Turning to the present, we must ensure that our desire to defend our country is much stronger than the desire of those who wish to destroy it.
RICHARD RINBERG
Ra’anana
“Evian: The last resort” and “Why wasn’t Auschwitz bombed really” have in common the apathy and indifference of the world to the fate of Jews before and during WW II.

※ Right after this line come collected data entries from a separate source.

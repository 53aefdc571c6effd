//! Object records: the `loda` argument table and the `trfd` matrix.

use super::{arg, chunk_reader, size_value, Version, UNIT_TO_PT};
use crate::{
    error::Result,
    formats::reader::RecordReader,
    geom::{NodeKind, Path, Point, Segment, Trafo},
};
use riff_parser::Chunk;

#[derive(Debug, Clone, Copy, PartialEq, Eq, strum::FromRepr, strum::Display)]
#[repr(u32)]
pub enum ObjectType {
    Rectangle = 1,
    Ellipse = 2,
    Curve = 3,
    Text = 4,
    Image = 5,
    Polygon = 0x14,
}

/// Header of a `loda` chunk and its typed arguments.
#[derive(Debug, Clone)]
pub struct Loda<'a> {
    chunk: &'a Chunk,
    pub object_type: u32,
    /// Argument type and payload offset, in stored order.
    pub args: Vec<(u32, usize)>,
}

impl<'a> Loda<'a> {
    pub fn parse(chunk: &'a Chunk) -> Result<Self> {
        let mut r = chunk_reader(chunk);
        r.skip(4)?;
        let count = r.le_u32()? as usize;
        let offsets_at = r.le_u32()? as usize;
        let types_at = r.le_u32()? as usize;
        let object_type = r.le_u32()?;

        let mut offsets = r.at(offsets_at)?;
        let mut types = r.at(types_at)?;
        let offsets = (0..count)
            .map(|_| offsets.le_u32().map(|o| o as usize))
            .collect::<Result<Vec<_>>>()?;
        // type table runs backwards
        let mut kinds = (0..count)
            .map(|_| types.le_u32())
            .collect::<Result<Vec<_>>>()?;
        kinds.reverse();
        Ok(Self {
            chunk,
            object_type,
            args: kinds.into_iter().zip(offsets).collect(),
        })
    }

    pub fn kind(&self) -> Option<ObjectType> {
        ObjectType::from_repr(self.object_type)
    }

    pub fn arg(&self, kind: u32) -> Option<usize> {
        self.args.iter().find(|(k, _)| *k == kind).map(|(_, o)| *o)
    }

    /// Reader at the argument, or at `default` when it is missing.
    fn arg_reader(&self, kind: u32, default: usize) -> Result<RecordReader<'a>> {
        chunk_reader(self.chunk).at(self.arg(kind).unwrap_or(default))
    }

    /// Property id referenced by an argument.
    pub fn property_id(&self, kind: u32) -> Result<Option<u32>> {
        match self.arg(kind) {
            Some(at) => Ok(Some(chunk_reader(self.chunk).at(at)?.le_u32()?)),
            None => Ok(None),
        }
    }

    pub fn name(&self, version: Version) -> Result<Option<String>> {
        let Some(at) = self.arg(arg::NAME) else {
            return Ok(None);
        };
        let mut r = chunk_reader(self.chunk).at(at)?;
        let bytes = r.bytes(r.remaining())?;
        Ok(Some(super::chunk_string(bytes, version)))
    }

    /// Width, height and the four corner radii.
    pub fn rectangle(&self, version: Version) -> Result<(f64, f64, [f64; 4])> {
        let mut r = self.arg_reader(arg::COORDS, 100)?;
        let (w, h) = (size_value(&mut r)?, size_value(&mut r)?);
        let r1 = size_value(&mut r)?;
        let radii = if version <= Version::V7 {
            [r1; 4]
        } else {
            [r1, size_value(&mut r)?, size_value(&mut r)?, size_value(&mut r)?]
        };
        Ok((w, h, radii))
    }

    /// Width, height, start and end angle in radians, and whether the arc
    /// is closed to the center.
    pub fn ellipse(&self) -> Result<(f64, f64, f64, f64, bool)> {
        let mut r = self.arg_reader(arg::COORDS, 100)?;
        let (w, h) = (size_value(&mut r)?, size_value(&mut r)?);
        let mut angle = || -> Result<f64> { Ok((f64::from(r.le_i32()?) / 1e6).to_radians()) };
        let (start, end, pie) = (angle()?, angle()?, angle()?);
        Ok((w, h, start, end, pie != 0.0))
    }

    /// Point list with node flags, used by curves and polygons.
    pub fn paths(&self) -> Result<Vec<Path>> {
        let mut r = self.arg_reader(arg::COORDS, 100)?;
        let count = r.le_u32()? as usize;
        if r.remaining() < count * 9 {
            return Err(r.decode_error(count * 9));
        }
        let points = (0..count)
            .map(|_| Ok(Point::new(size_value(&mut r)?, size_value(&mut r)?)))
            .collect::<Result<Vec<_>>>()?;
        let flags = r.bytes(count)?;
        Ok(build_paths(&points, flags))
    }
}

fn node_kind(flags: u8) -> NodeKind {
    if flags & 0x20 != 0 {
        NodeKind::Symmetrical
    } else if flags & 0x10 != 0 {
        NodeKind::Smooth
    } else {
        NodeKind::Cusp
    }
}

/// Node flags: bits 6 and 7 give the segment type, bit 3 closes the path,
/// bits 4 and 5 are the node kind.
fn build_paths(points: &[Point], flags: &[u8]) -> Vec<Path> {
    const CLOSE: u8 = 0x08;
    let mut r = vec![];
    let mut path: Option<Path> = None;
    let mut controls: Vec<Point> = vec![];
    for (p, f) in points.iter().zip(flags) {
        match f & 0xc0 {
            0x00 => {
                r.extend(path.take());
                path = Some(Path::new(*p));
                controls.clear();
            }
            0x40 => {
                if let Some(path) = &mut path {
                    path.line_to(*p);
                }
                controls.clear();
            }
            0xc0 => controls.push(*p),
            _ => {
                if let Some(path) = &mut path {
                    match controls[..] {
                        [c1, c2, ..] => path.segments.push(Segment::Curve {
                            c1,
                            c2,
                            end: *p,
                            node: node_kind(*f),
                        }),
                        _ => path.line_to(*p),
                    }
                }
                controls.clear();
            }
        }
        if f & CLOSE != 0 {
            if let Some(mut closed) = path.take() {
                closed.close();
                r.push(closed);
            }
        }
    }
    r.extend(path);
    r
}

/// Matrix of a `trfd` chunk: `a b c d e f` with `x' = a x + b y + c`,
/// `y' = d x + e y + f`, translation in CDR units.
pub fn trafo(trfd: &Chunk, version: Version) -> Result<Trafo> {
    let at = if version >= Version::V13 { 40 } else { 32 };
    let mut r = chunk_reader(trfd).at(at)?;
    let mut m = [0.0; 6];
    for v in &mut m {
        *v = r.le_f64()?;
    }
    let [a, b, c, d, e, f] = m;
    Ok(Trafo::new(a, d, b, e, c * UNIT_TO_PT, f * UNIT_TO_PT))
}

#[cfg(test)]
mod tests;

• The 1938 International Refugee Conference in Evian, which was supposed to find a solution for the trapped Jews in Germany and Austria, yielded no results. Every country explained why it couldn’t absorb Jewish immigrants, thereby sealing their fate in Germany and Austria. For Hitler, it was further proof that he could continue to do what he wanted with “his” Jews
• The Auschwitz bombing: In the spring of 1944, the full magnitude of the extermination of all Jews in Europe became known to the free world after escaped Auschwitz inmates provided first-hand evidence about the daily industrial slaughtering of Jews. This information was transmitted via Switzerland to highest military and political echelons of the Allied powers and to the Jewish leaders in the free world. Letters and cables arrived from Hungary and Slovakia, primarily from Rav Dov Weismandel and Mrs. Gisi Fleishmann, begging the Jews in the free world to undertake everything in their power to convince the Allies to bomb Auschwitz and the railroad tracks leading to it to halt the daily slaughter of 10,000 Hungarian Jews. These letters, which I personally read, are an outcry from depth of hell to the free world, to stop this unimaginable atrocity, for which there is no precedent in human history.
Nahum Goldman, the US leader of Zionist Federation, met with the Allied Air Force High Command Generals, pledging them to undertake one air sortie bombing Auschwitz, which would save lives of hundreds of thousands of victims, but he found no empathy or sympathy for the Jews doomed to death. At the end of the meeting, he accused the generals of “lack of human understanding for the terrible tragedy of the extermination camps”
Goldman noted, “These talks were among the most unforgettable and depressing in my long career.”
In contrast, I was impressed by the recent International Auschwitz Conference in Yad Vashem, where over 40 world leaders participated, recounted the tragedy of the Holocaust, and promised to do everything in their power to fight antisemitism. If these participating countries had shown even 10% of this solidarity with Jews 75 years ago, many Jews would have been saved and the Holocaust would have taken a different course.
SHLOMO FELDMANN
Givatayim
View from Albion
Regarding “Corbyn’s place in the history of antisemitism” (February 2), as leader of Labour, Britain’s second-biggest party, Jeremy Corbyn had a real opportunity to become prime minister in the last election.
There were a number of reasons why Labour was rejected by the electorate, apart from its ridiculous position on Brexit. Primarily, the UK tends to prefer centralized politics and Labour had shifted to the far-Left. The shadow chancellor aspired to a Marxist economic system while the prime minister in waiting looked likely to oppose NATO, disband much of the army and abandon Britain’s nuclear defense strategy.
The Jewish community wasn’t particularly shocked about far-left antisemitism, but was totally unprepared for the way it took hold of one of the major parties. Corbynistas were only listening to Jews from far-left anti-Israeli fringe groups and were ignoring the vast majority of the Jewish community who support the right of Israel to exist, even if they oppose its current government. Labour’s anti-Zionism was slipping too easily into antisemitism and an attack on British Jews.
During the election itself, Chief Rabbi Ephraim Mirvis made an unprecedented public intervention asking voters to consider their conscience were they to vote for an antisemitic party. Labour candidates reported that many traditional working-class voters were telling them that they didn’t like Corbyn’s antisemitism and were unlikely for the first time to vote Labour.
The scale of Corbyn’s defeat under the UK’s electoral system makes a Labour government unlikely at the next election, but unless they return to the center, they could be finished as a political force. The unanswered question is where far-left antisemitism will go in this political vacuum.